EXTRAS Put Knight’s interview at the top of your list. He had finished his Oscar-nominated screenplay for “Dirty Pretty Things” (2002) when BBC Films asked about another collaboration. “Eastern Promises’ ” starting point was an earlier visit to a Russian cigar bar in New York and Knight’s conversation with its amiable, well-read owner. It’s when “his people” started arriving – men in black leather coats and women in furs – that Knight realized he was a gangster. “The Russian mafia is totally different from the Italian. There’s some lyrical about it and something sort of tragic,” he says. “I wanted to write a story that encompassed that.” When he was done, he met Cronenberg in Toronto, where they had booked a room for three days to go over the script. They ended up meeting for just two hours. “There was very little redrafting. David has a particular mood in what he does. It’s reality knocked on edge a little bit.”
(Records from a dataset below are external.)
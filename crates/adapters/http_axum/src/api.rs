//! JSON API handler modules.

#[allow(clippy::missing_errors_doc)]
pub mod history;
#[allow(clippy::missing_errors_doc)]
pub mod readings;
pub mod status;

use axum::Router;
use axum::routing::{get, post};

use roomsense_app::ports::{KeyValueStore, ReadingSource};

use crate::state::AppState;

/// Build the `/api` sub-router.
pub fn routes<S, R>() -> Router<AppState<S, R>>
where
    S: KeyValueStore + Send + Sync + 'static,
    R: ReadingSource + Send + Sync + 'static,
{
    Router::new()
        // Device
        .route(
            "/data",
            get(readings::latest::<S, R>).post(readings::push::<S, R>),
        )
        .route("/toggle-sensor", post(readings::toggle::<S, R>))
        // History
        .route(
            "/history",
            get(history::list::<S, R>).delete(history::clear::<S, R>),
        )
        .route("/history/today", get(history::list_today::<S, R>))
        .route("/history/stats", get(history::stats::<S, R>))
        .route("/history/export.csv", get(history::export_csv::<S, R>))
        .route("/history/export.json", get(history::export_json::<S, R>))
        // Poller
        .route("/status", get(status::show::<S, R>))
}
(1) Semyon and Nikolai have a discussion about the reckless Kirill. (2) Even though he puts himself at risk, Stepan cannot hide his dislike for Nikolai. (3) Anna gives the diary to Nikolai, who later hands it to Semyon. (4&5) Hoping to find Christine’s family, Anna continues to search for answers to the life of Tatiana. Nikolai has become her guardian angel.

“Two Guys Walk into a Bath House,” about the movie’s most-discussed sequence, a graphic fight between Nikolai and two Chechen hitmen, is another must-see. Cronenberg says he and production designer Carol Spier found a bath house in London they liked, so they built their own. The idea was to create spaces that were interconnected so the action could flow rather than getting stuck a corner. Cronenberg adds that Mortensen’s willingness to do the scene nude “freed me up instead of worrying about not showing too much. It adds so much because of Viggo’s vulnerability in the movie. You can really identify with that.” Other features – except for “Birthmarks,” all are carryovers – include “Marked for Life” and “Watts on Wheels,” and trailers. “My desire always is to make a complex, textured film that you can see many times and will stay with you and not be a consumer item that’s gone two hours after you see it,” Cronenberg says in “Secrets and Stories.” As noted, “Eastern Promises” is made to order, and then some. Craig Shapiro and Bill Kelley III, High-Def Watch producer

(1)Nikolai’s tattoos tell his life story as he’s questioned before becoming a member of the Vory v Zakone. (2) In the movie’s most-discussed sequence, Nikolai is attacked by Chechen hitmen in a London bathhouse. (3&4) Anna watches over him as he recovers. They later say goodbye after rescuing Christine. (5) As the movie ends, Nikolai is at a crossroads.